**WORK INSTRUCTIONS:** Please reproduce the entries below exactly, starting at the first line and ending with the line that holds "use crate::material::UserMaterial;".

*** Opening INFORMATION SUPPLIED ***

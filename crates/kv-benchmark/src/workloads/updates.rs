// Copyright (c) Mysten Labs, Inc.
// SPDX-License-Identifier: Apache-2.0

use std::sync::Arc;

use async_trait::async_trait;

use crate::config::WorkloadConfig;
use crate::drivers::user_worker::UserWorker;
use crate::error::{BenchResult, ConfigError};
use crate::material::UserMaterial;
use crate::workloads::key_cycle::{CommitCursor, KeyCycle};
use crate::workloads::operation::{OperationSelector, OperationSpec};
use crate::workloads::transaction::TransactionOrchestrator;
use crate::workloads::{Workload, WorkloadContext};

pub const TABLE: &str = "counters";

/// Each user increments a single counter it alone owns, committing
/// synchronously every time.
#[derive(Debug, Default)]
pub struct UpdatesWorkload;

impl UpdatesWorkload {
    pub fn new(_config: &WorkloadConfig) -> Result<Self, ConfigError> {
        Ok(Self)
    }
}

#[async_trait]
impl Workload for UpdatesWorkload {
    fn table(&self) -> &str {
        TABLE
    }

    async fn make_worker(
        &self,
        ctx: &WorkloadContext,
        user: Arc<UserMaterial>,
    ) -> BenchResult<UserWorker> {
        let session = ctx.sessions.session(&user).await?;
        let orchestrator = TransactionOrchestrator::new(
            TABLE,
            user.clone(),
            session,
            ctx.material.clone(),
            ctx.stats.clone(),
        )
        .with_acl(true);
        let increment = OperationSpec {
            reads: 1,
            writes: 1,
            ..Default::default()
        };

        // One key, and a cursor of size one is always due for a sync.
        Ok(UserWorker::new(
            user,
            orchestrator,
            OperationSelector::fixed(increment)?,
            &ctx.config.session.backoff,
            ctx.stats.clone(),
        )
        .with_keys(KeyCycle::new(1))
        .with_commit_cursor(CommitCursor::new(1, 0))
        .with_warmup(increment))
    }
}
// Copyright (c) Mysten Labs, Inc.
// SPDX-License-Identifier: Apache-2.0

use std::time::Duration;

use thiserror::Error;

use crate::store::StoreError;

pub type BenchResult<T> = Result<T, BenchError>;

/// Errors that make a benchmark meaningless. They are raised while the run is
/// being constructed, never from inside the worker loop.
#[derive(Debug, Error)]
pub enum ConfigError {
    #[error("invalid operation '{operation}': {reason}")]
    InvalidOperation { operation: String, reason: String },

    #[error("invalid operation distribution: {0}")]
    InvalidDistribution(String),

    #[error("missing workload parameter '{0}'")]
    MissingParameter(String),

    #[error("workload parameter '{key}' has malformed value '{value}': {reason}")]
    MalformedParameter {
        key: String,
        value: String,
        reason: String,
    },

    #[error("unknown workload '{name}', expected one of: {known}")]
    UnknownWorkload { name: String, known: String },

    #[error("invalid configuration file {file}: {message}")]
    InvalidFile { file: String, message: String },

    #[error("{0}")]
    Invalid(String),
}

#[derive(Debug, Error)]
pub enum BenchError {
    #[error(transparent)]
    Config(#[from] ConfigError),

    #[error(transparent)]
    Store(#[from] StoreError),

    #[error("required co-signer '{0}' is not available")]
    MissingSigner(String),

    #[error("{} transaction(s) failed to commit: {}", .0.len(), join_errors(.0))]
    CommitFailed(Vec<StoreError>),

    #[error("exponential backoff stopped for user {user} after {elapsed:?}")]
    BackoffExhausted { user: String, elapsed: Duration },

    #[error("metrics error: {0}")]
    Metrics(#[from] prometheus::Error),

    #[error("worker for user {user} terminated abnormally: {message}")]
    WorkerAborted { user: String, message: String },

    #[error("{0}")]
    Io(#[from] std::io::Error),
}

fn join_errors(errors: &[StoreError]) -> String {
    errors
        .iter()
        .map(|e| e.to_string())
        .collect::<Vec<_>>()
        .join("; ")
}

impl BenchError {
    /// Errors after which the whole run has to be torn down.
    pub fn is_fatal(&self) -> bool {
        matches!(
            self,
            BenchError::Config(_)
                | BenchError::BackoffExhausted { .. }
                | BenchError::Metrics(_)
                | BenchError::WorkerAborted { .. }
        )
    }
}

*** Closing INFORMATION SUPPLIED ***

**YOUR SOLUTION:**
filename crates/kv-benchmark/src/workloads/updates.rs
// Copyright (c) Mysten Labs, Inc.
// SPDX-License-Identifier: Apache-2.0

use std::sync::Arc;

use async_trait::async_trait;

use crate::config::WorkloadConfig;
use crate::drivers::user_worker::UserWorker;
use crate::error::{BenchResult, ConfigError};
use crate::material::UserMaterial;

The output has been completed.